- [What to produce]: Count the lines below that carry the word "RequestedFormatType". Answer with that number alone.

- [Data entries]:
+ + + + +

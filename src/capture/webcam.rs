//! Webcam capture through nokhwa.
//!
//! The nokhwa camera object is not `Send` on every backend, so it lives on
//! a dedicated `camera-capture` thread. [`NokhwaCamera`] is a thin proxy
//! that forwards capture requests over a channel and waits for the reply.

use super::{Camera, CameraError, CaptureConfig, Frame};
use nokhwa::pixel_format::LumaFormat;
use nokhwa::utils::{
    ApiBackend, CameraFormat, CameraIndex, FrameFormat, RequestedFormat, RequestedFormatType,
    Resolution,
};
use std::sync::mpsc::{self, Receiver, Sender, SyncSender};
use std::thread::{self, JoinHandle};

type CaptureReply = Result<Option<Frame>, CameraError>;

enum Command {
    Capture(SyncSender<CaptureReply>),
    Close,
}

struct Worker {
    commands: Sender<Command>,
    handle: JoinHandle<()>,
}

/// Lists the human-readable names of the attached capture devices.
pub fn list_devices() -> Result<Vec<String>, CameraError> {
    let devices = nokhwa::query(ApiBackend::Auto)
        .map_err(|e| CameraError::DeviceNotFound(e.to_string()))?;
    Ok(devices.into_iter().map(|info| info.human_name()).collect())
}

/// A physical webcam.
#[derive(Default)]
pub struct NokhwaCamera {
    worker: Option<Worker>,
}

impl NokhwaCamera {
    /// A camera that opens the configured device on first `open`.
    pub fn new() -> Self {
        Self::default()
    }

    /// Creates a camera after checking that at least one device exists.
    pub fn first_available() -> Result<Self, CameraError> {
        let devices = list_devices()?;
        if devices.is_empty() {
            return Err(CameraError::DeviceNotFound("no cameras detected".to_owned()));
        }
        tracing::debug!(devices = ?devices, "Detected capture devices");
        Ok(Self::new())
    }
}

impl Camera for NokhwaCamera {
    fn open(&mut self, config: &CaptureConfig) -> Result<(), CameraError> {
        config
            .validate()
            .map_err(|e| CameraError::ConfigFailed(e.to_string()))?;
        self.close();

        let (commands, command_rx) = mpsc::channel();
        let (ready_tx, ready_rx) = mpsc::sync_channel(1);
        let thread_config = config.clone();
        let handle = thread::Builder::new()
            .name("camera-capture".to_owned())
            .spawn(move || run_capture(thread_config, command_rx, ready_tx))
            .map_err(|e| CameraError::OpenFailed(e.to_string()))?;

        match ready_rx.recv() {
            Ok(Ok(())) => {
                self.worker = Some(Worker { commands, handle });
                tracing::info!(
                    device = config.device_id,
                    width = config.width,
                    height = config.height,
                    "Webcam opened"
                );
                Ok(())
            }
            Ok(Err(e)) => {
                let _ = handle.join();
                Err(e)
            }
            Err(_) => Err(CameraError::OpenFailed(
                "capture thread exited during open".to_owned(),
            )),
        }
    }

    fn capture(&mut self) -> Result<Option<Frame>, CameraError> {
        let worker = self.worker.as_ref().ok_or(CameraError::NotInitialized)?;
        let (reply_tx, reply_rx) = mpsc::sync_channel(1);
        worker
            .commands
            .send(Command::Capture(reply_tx))
            .map_err(|_| CameraError::CaptureFailed("capture thread stopped".to_owned()))?;
        reply_rx
            .recv()
            .map_err(|_| CameraError::CaptureFailed("capture thread stopped".to_owned()))?
    }

    fn is_open(&self) -> bool {
        self.worker.is_some()
    }

    fn close(&mut self) {
        if let Some(worker) = self.worker.take() {
            let _ = worker.commands.send(Command::Close);
            if worker.handle.join().is_err() {
                tracing::warn!("Camera capture thread panicked");
            }
            tracing::info!("Webcam closed");
        }
    }
}

impl Drop for NokhwaCamera {
    fn drop(&mut self) {
        self.close();
    }
}

fn run_capture(
    config: CaptureConfig,
    commands: Receiver<Command>,
    ready: SyncSender<Result<(), CameraError>>,
) {
    let requested = RequestedFormat::new::<LumaFormat>(RequestedFormatType::Closest(
        CameraFormat::new(
            Resolution::new(config.width, config.height),
            FrameFormat::MJPEG,
            config.fps,
        ),
    ));

    let mut camera = match nokhwa::Camera::new(CameraIndex::Index(config.device_id), requested) {
        Ok(camera) => camera,
        Err(e) => {
            let _ = ready.send(Err(CameraError::DeviceNotFound(e.to_string())));
            return;
        }
    };
    if let Err(e) = camera.open_stream() {
        let _ = ready.send(Err(CameraError::OpenFailed(e.to_string())));
        return;
    }
    let _ = ready.send(Ok(()));

    let mut sequence = 0u64;
    while let Ok(command) = commands.recv() {
        match command {
            Command::Capture(reply) => {
                let _ = reply.send(grab(&mut camera, &mut sequence));
            }
            Command::Close => break,
        }
    }

    if let Err(e) = camera.stop_stream() {
        tracing::warn!(error = %e, "Failed to stop camera stream");
    }
}

fn grab(camera: &mut nokhwa::Camera, sequence: &mut u64) -> CaptureReply {
    let buffer = camera
        .frame()
        .map_err(|e| CameraError::CaptureFailed(e.to_string()))?;
    let image = buffer
        .decode_image::<LumaFormat>()
        .map_err(|e| CameraError::CaptureFailed(e.to_string()))?;

    *sequence += 1;
    let (width, height) = (image.width(), image.height());
    Ok(Some(Frame::new(image.into_raw(), width, height, *sequence)))
}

+ + + + +

- [Task output]: 2